… jusqu’au bac !!!
Quand Malo avait un an, deux ans, trois ans… son eczéma difficilement contrôlable nous conduisait à passer chaque année trois semaines dans le trou le plus paumé à l’est du Pecos, j’ai nommé : Avène. Pas d’internet, pas de téléphone portable, 3 chaînes de télé (dont France-trois Languedoc Roussillon), et pas de radio non plus (because les montagnes autour). Les douches, les bains, les massages, pour lui. Et pour moi : l’attente et l’ennui.
Puis, l’eczéma s’est très fortement atténué, Malo a grandit, Eléa est arrivée… je me croyais à l’abri. Quand il a commencé à jouer aux échecs.

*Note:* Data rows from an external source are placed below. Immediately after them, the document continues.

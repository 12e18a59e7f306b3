//! Prompt Construction
//!
//! 抽出済みレコードから質問応答用のコンテキストとチャットリクエストを組み立てる。

use serde::{Deserialize, Serialize};

use crate::formatter::context_line;
use crate::types::RentalEntry;

/// コンテキストに含める最大レコード数（既定値）
pub const DEFAULT_CONTEXT_LIMIT: usize = 50;

/// 応答生成の温度（既定値）
pub const DEFAULT_TEMPERATURE: f32 = 0.3;

const SYSTEM_PROMPT: &str =
    "You are a rental assistant AI helping a landlord analyze tenant data. Use this context:\n";

/// メッセージの送り手
#[derive(Debug, Clone, Copy, PartialEq, Eq, Serialize, Deserialize)]
#[serde(rename_all = "lowercase")]
pub enum Role {
    System,
    User,
    Assistant,
}

/// チャットメッセージ1件
#[derive(Debug, Clone, PartialEq, Serialize, Deserialize)]
pub struct ChatMessage {
    pub role: Role,
    pub content: String,
}

impl ChatMessage {
    pub fn system(content: impl Into<String>) -> Self {
        Self {
            role: Role::System,
            content: content.into(),
        }
    }

    pub fn user(content: impl Into<String>) -> Self {
        Self {
            role: Role::User,
            content: content.into(),
        }
    }
}

/// モデルに渡すリクエスト
///
/// モデル名やエンドポイントは`ChatModel`実装側の責務で、ここには含めません。
#[derive(Debug, Clone, PartialEq, Serialize)]
pub struct ChatRequest {
    pub messages: Vec<ChatMessage>,
    pub temperature: f32,
}

/// 先頭`limit`件のレコードをコンテキスト行に変換する
///
/// 1レコード1行で、行の形式は`OutputFormat::Context`と同じです。
///
/// # 使用例
///
/// ```rust
/// use rentsheet::{build_context, RentalEntry, SheetType};
///
/// let entry = RentalEntry {
///     source: "JAN SUMMARY".to_string(),
///     sheet_type: SheetType::Summary,
///     unit: "A1".to_string(),
///     tenant: None,
///     month: "JAN".to_string(),
///     expected_rent: 5000.0,
///     amount_paid: 2500.0,
///     balance: 2500.0,
///     water: None,
/// };
///
/// let context = build_context(&[entry], 50);
/// assert!(context.starts_with("Source: JAN SUMMARY, Unit: A1"));
/// ```
pub fn build_context(entries: &[RentalEntry], limit: usize) -> String {
    entries
        .iter()
        .take(limit)
        .map(context_line)
        .collect::<Vec<_>>()
        .join("\n")
}

/// 質問とコンテキストからリクエストを組み立てる
pub fn build_request(question: &str, context: &str, temperature: f32) -> ChatRequest {
    ChatRequest {
        messages: vec![
            ChatMessage::system(format!("{}{}", SYSTEM_PROMPT, context)),
            ChatMessage::user(question),
        ],
        temperature,
    }
}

C’est un truc, les échecs, qui peut paraître complètement inoffensif, comme activité. Ça coûte quasi rien : la licence est à moins de 20 euros, et le seul équipement dont on aie besoin, c’est (éventuellement) d’un jeu à la maison… On en trouve pour pas grand chose. (je veux dire : comparez ça au coût d’une année d’équitation en club… Quand il faut racheter une tenue complète chaque année, et payer une licence, plus des heures de cours qui coûtent un bras…).
C’est mieux que le foot, aussi, parce que les rencontres ont lieu à l’intérieur, c’est chauffé et à l’abri de la pluie.
Aux échecs, on ne risque pas de blessure, et les empoignades violentes au-dessus d’un échiquier ça n’existe pas vraiment.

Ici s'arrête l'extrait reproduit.